Material to process

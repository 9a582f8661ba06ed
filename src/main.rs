//! Runaway Button headless demo
//!
//! Drives one engine with a scripted pointer and prints what happened.
//! The browser build uses `web::WebEngine` instead.

#[cfg(not(target_arch = "wasm32"))]
fn main() {
    env_logger::init();
    log::info!("Runaway Button (native) starting...");

    let settings = match std::env::args().nth(1) {
        Some(path) => match load_settings(&path) {
            Ok(settings) => settings,
            Err(err) => {
                log::error!("{path}: {err}");
                std::process::exit(1);
            }
        },
        None => runaway_button::Settings::default(),
    };

    match run_demo(&settings) {
        Ok(summary) => println!("{summary}"),
        Err(err) => {
            log::error!("{err}");
            std::process::exit(1);
        }
    }
}

#[cfg(target_arch = "wasm32")]
fn main() {
    // WASM entry point is web::wasm_start, this is just to satisfy the compiler
}

#[cfg(not(target_arch = "wasm32"))]
fn load_settings(path: &str) -> Result<runaway_button::Settings, Box<dyn std::error::Error>> {
    let json = std::fs::read_to_string(path)?;
    Ok(runaway_button::Settings::from_json(&json)?)
}

/// Sweep the pointer in toward the element, linger, then press and focus it
#[cfg(not(target_arch = "wasm32"))]
fn run_demo(settings: &runaway_button::Settings) -> Result<String, runaway_button::ConfigError> {
    use glam::Vec2;
    use runaway_button::sim::MeterEvent;
    use runaway_button::{FrameClock, MotionEngine, PointerSample, PressureMeter, PressureTuning};

    const FRAME_MS: f64 = 1000.0 / 60.0;
    const FRAMES: u32 = 60 * 8;

    let tuning = settings.effective_tuning()?;
    let container = Vec2::new(800.0, 600.0);
    let element = Vec2::new(110.0, 44.0);
    let anchor = Some(Vec2::new(300.0, 330.0));

    let mut engine = MotionEngine::new(tuning, container, element, anchor, 0x5eed)?;
    engine.set_debug_enabled(settings.debug_overlay);
    engine.set_reduced_motion(settings.reduced_motion);
    let mut meter = PressureMeter::new(PressureTuning::default())?;
    let mut clock = FrameClock::new(tuning.max_frame_dt);
    clock.start();

    let mut max_panic: f32 = 0.0;
    let mut escalated_at = None;
    for frame in 0..FRAMES {
        let now = frame as f64 * FRAME_MS;
        let Some(dt) = clock.advance(now) else {
            break;
        };

        // Chase the element's current centre from a shrinking orbit
        let secs = now as f32 / 1000.0;
        let orbit = (300.0 - secs * 40.0).max(30.0);
        let target = engine.center();
        let pointer = if frame < 30 {
            PointerSample::NONE
        } else {
            PointerSample::at(
                target.x + orbit * (secs * 1.3).cos(),
                target.y + orbit * (secs * 1.3).sin(),
            )
        };

        if frame == 240 {
            meter.press();
            engine.apply_impulse();
        }
        if frame == 400 {
            engine.teleport_to_safe_spot();
        }

        let out = engine.update(dt, pointer, Vec2::ZERO);
        max_panic = max_panic.max(out.diagnostics.panic);
        if meter.update(dt, out.diagnostics.distance) == Some(MeterEvent::Escalated) {
            escalated_at = Some(frame);
        }
        if let Some(overlay) = &out.overlay {
            if frame % 60 == 0 {
                log::debug!("{}", overlay.text().replace('\n', " | "));
            }
        }
    }
    clock.stop();

    let pos = engine.position();
    Ok(format!(
        "frames: {FRAMES}\nfinal position: ({:.1}, {:.1})\nmax panic: {:.3}\nescalation: {}",
        pos.x,
        pos.y,
        max_panic,
        match escalated_at {
            Some(frame) => format!("frame {frame}"),
            None => "none".to_string(),
        }
    ))
}
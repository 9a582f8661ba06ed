//! User preferences
//!
//! A motion preset plus accessibility and debug switches. Hosts may persist
//! the JSON form however they like; the engine never does.

use serde::{Deserialize, Serialize};

use crate::error::ConfigError;
use crate::tuning::Tuning;

/// How skittish the element is
#[derive(Debug, Clone, Copy, PartialEq, Eq, Serialize, Deserialize, Default)]
#[serde(rename_all = "lowercase")]
pub enum MotionPreset {
    Calm,
    #[default]
    Default,
    Frantic,
}

impl MotionPreset {
    pub fn as_str(&self) -> &'static str {
        match self {
            MotionPreset::Calm => "Calm",
            MotionPreset::Default => "Default",
            MotionPreset::Frantic => "Frantic",
        }
    }

    pub fn from_str(s: &str) -> Option<Self> {
        match s.to_lowercase().as_str() {
            "calm" => Some(MotionPreset::Calm),
            "default" | "normal" => Some(MotionPreset::Default),
            "frantic" => Some(MotionPreset::Frantic),
            _ => None,
        }
    }

    /// Tuning for this preset
    pub fn tuning(&self) -> Tuning {
        let base = Tuning::default();
        match self {
            MotionPreset::Calm => Tuning {
                fear_radius: 200.0,
                hard_radius: 80.0,
                max_speed: 900.0,
                max_accel: 3000.0,
                idle_max_speed: 60.0,
                idle_max_accel: 180.0,
                ..base
            },
            MotionPreset::Default => base,
            MotionPreset::Frantic => Tuning {
                fear_radius: 340.0,
                hard_radius: 150.0,
                max_speed: 2200.0,
                max_accel: 8000.0,
                lateral_jitter: 0.3,
                ..base
            },
        }
    }
}

/// Preferences that shape how the engine is built and driven
#[derive(Debug, Clone, Default, PartialEq, Serialize, Deserialize)]
#[serde(default)]
pub struct Settings {
    pub preset: MotionPreset,
    /// Keep the element still (platform "prefers reduced motion")
    pub reduced_motion: bool,
    /// Draw radii and readouts
    pub debug_overlay: bool,
    /// Field-level overrides applied on top of the preset
    pub overrides: Option<serde_json::Value>,
}

impl Settings {
    pub fn from_json(json: &str) -> Result<Self, ConfigError> {
        Ok(serde_json::from_str(json)?)
    }

    pub fn to_json(&self) -> Result<String, ConfigError> {
        Ok(serde_json::to_string(self)?)
    }

    /// Preset tuning with overrides merged in, validated
    pub fn effective_tuning(&self) -> Result<Tuning, ConfigError> {
        let mut tuning = self.preset.tuning();
        match &self.overrides {
            None | Some(serde_json::Value::Null) => {}
            Some(serde_json::Value::Object(overrides)) => {
                let mut merged = serde_json::to_value(tuning)?;
                if let serde_json::Value::Object(fields) = &mut merged {
                    for (key, value) in overrides {
                        fields.insert(key.clone(), value.clone());
                    }
                }
                tuning = serde_json::from_value(merged)?;
            }
            Some(other) => {
                return Err(ConfigError::OverridesNotObject {
                    kind: json_kind(other),
                });
            }
        }
        tuning.validate()?;
        Ok(tuning)
    }
}

fn json_kind(value: &serde_json::Value) -> &'static str {
    match value {
        serde_json::Value::Null => "null",
        serde_json::Value::Bool(_) => "a boolean",
        serde_json::Value::Number(_) => "a number",
        serde_json::Value::String(_) => "a string",
        serde_json::Value::Array(_) => "an array",
        serde_json::Value::Object(_) => "an object",
    }
}
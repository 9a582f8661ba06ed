//! Deterministic motion simulation
//!
//! All avoidance logic lives here. This module must stay pure:
//! - Explicit `dt`, clamped per frame
//! - Seeded or injected RNG only
//! - No rendering, DOM or platform dependencies

pub mod engine;
pub mod forces;
pub mod pressure;
pub mod state;
pub mod tick;

pub use engine::{FrameOutput, MotionEngine, Placement, TELEPORT_TRANSITION_MS};
pub use forces::{edge_accel, flee_accel, flee_factor, idle_accel, idle_envelope, idle_target, panic_level};
pub use pressure::{MeterEvent, MeterState, PressureMeter};
pub use state::{Geometry, PointerSample, SimulationState};
pub use tick::{Diagnostics, hold, measure, step};
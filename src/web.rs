//! Browser binding
//!
//! Thin wasm-bindgen wrapper around one engine and its pressure meter. The
//! page script owns the DOM, forwards pointer and resize events, and calls
//! `frame` from `requestAnimationFrame`.

use glam::Vec2;
use wasm_bindgen::prelude::*;

use crate::clock::FrameClock;
use crate::settings::Settings;
use crate::sim::{MeterEvent, MotionEngine, PointerSample, PressureMeter};
use crate::tuning::PressureTuning;

#[wasm_bindgen(start)]
pub fn wasm_start() {
    console_error_panic_hook::set_once();
    let _ = console_log::init_with_level(log::Level::Info);
    log::info!("Runaway button module loaded");
}

fn js_error(err: impl std::fmt::Display) -> JsValue {
    JsValue::from_str(&err.to_string())
}

#[wasm_bindgen]
pub struct WebEngine {
    engine: MotionEngine,
    meter: PressureMeter,
    clock: FrameClock,
    pointer: PointerSample,
    escalated: bool,
}

#[wasm_bindgen]
impl WebEngine {
    /// `settings_json` may be empty for defaults
    #[wasm_bindgen(constructor)]
    pub fn new(
        settings_json: &str,
        container_w: f32,
        container_h: f32,
        element_w: f32,
        element_h: f32,
    ) -> Result<WebEngine, JsValue> {
        let settings = if settings_json.trim().is_empty() {
            Settings::default()
        } else {
            Settings::from_json(settings_json).map_err(js_error)?
        };
        let tuning = settings.effective_tuning().map_err(js_error)?;
        let seed = (js_sys::Math::random() * u32::MAX as f64) as u64;

        let mut engine = MotionEngine::new(
            tuning,
            Vec2::new(container_w, container_h),
            Vec2::new(element_w, element_h),
            None,
            seed,
        )
        .map_err(js_error)?;
        engine.set_reduced_motion(settings.reduced_motion);
        engine.set_debug_enabled(settings.debug_overlay);

        let meter = PressureMeter::new(PressureTuning::default()).map_err(js_error)?;
        Ok(WebEngine {
            clock: FrameClock::new(tuning.max_frame_dt),
            engine,
            meter,
            pointer: PointerSample::NONE,
            escalated: false,
        })
    }

    pub fn start(&mut self) -> bool {
        self.clock.start()
    }

    pub fn stop(&mut self) -> bool {
        self.clock.stop()
    }

    pub fn set_pointer(&mut self, x: f32, y: f32) {
        self.pointer = PointerSample::at(x, y);
    }

    /// Run one frame; returns `[x, y]` of the new top-left, or empty while stopped
    pub fn frame(&mut self, now_ms: f64, origin_x: f32, origin_y: f32) -> Vec<f32> {
        let Some(dt) = self.clock.advance(now_ms) else {
            return Vec::new();
        };
        let out = self.engine.update(dt, self.pointer, Vec2::new(origin_x, origin_y));
        if self.meter.update(dt, out.diagnostics.distance) == Some(MeterEvent::Escalated) {
            self.escalated = true;
        }
        vec![out.position.x, out.position.y]
    }

    /// Press on the element: nudge it and feed the meter
    pub fn nudge(&mut self) {
        self.meter.press();
        self.engine.apply_impulse();
    }

    /// Focus reached the element; returns `[x, y, transition_ms]`
    pub fn teleport(&mut self) -> Vec<f32> {
        let placement = self.engine.teleport_to_safe_spot();
        vec![
            placement.position.x,
            placement.position.y,
            placement.transition_ms as f32,
        ]
    }

    /// Anchor coordinates are the companion target's centre, container-local
    pub fn remeasure(
        &mut self,
        container_w: f32,
        container_h: f32,
        element_w: f32,
        element_h: f32,
        anchor_x: Option<f32>,
        anchor_y: Option<f32>,
    ) {
        let anchor = anchor_x.zip(anchor_y).map(|(x, y)| Vec2::new(x, y));
        self.engine.remeasure(
            Vec2::new(container_w, container_h),
            Vec2::new(element_w, element_h),
            anchor,
        );
    }

    pub fn set_debug_enabled(&mut self, enabled: bool) {
        self.engine.set_debug_enabled(enabled);
    }

    pub fn set_reduced_motion(&mut self, enabled: bool) {
        self.engine.set_reduced_motion(enabled);
    }

    /// Overlay readouts for the current state, if debug is on
    pub fn debug_text(&mut self, origin_x: f32, origin_y: f32) -> Option<String> {
        self.engine
            .update(0.0, self.pointer, Vec2::new(origin_x, origin_y))
            .overlay
            .map(|o| o.text())
    }

    pub fn pressure_heat(&self) -> f32 {
        self.meter.heat()
    }

    /// True once per escalation; clears on read
    pub fn take_escalation(&mut self) -> bool {
        std::mem::take(&mut self.escalated)
    }

    pub fn reset_pressure(&mut self) -> bool {
        self.meter.reset()
    }
}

What to work on
Among the entries, count how many lines hold the string "Serialize", then state only that number.

Solved problem
3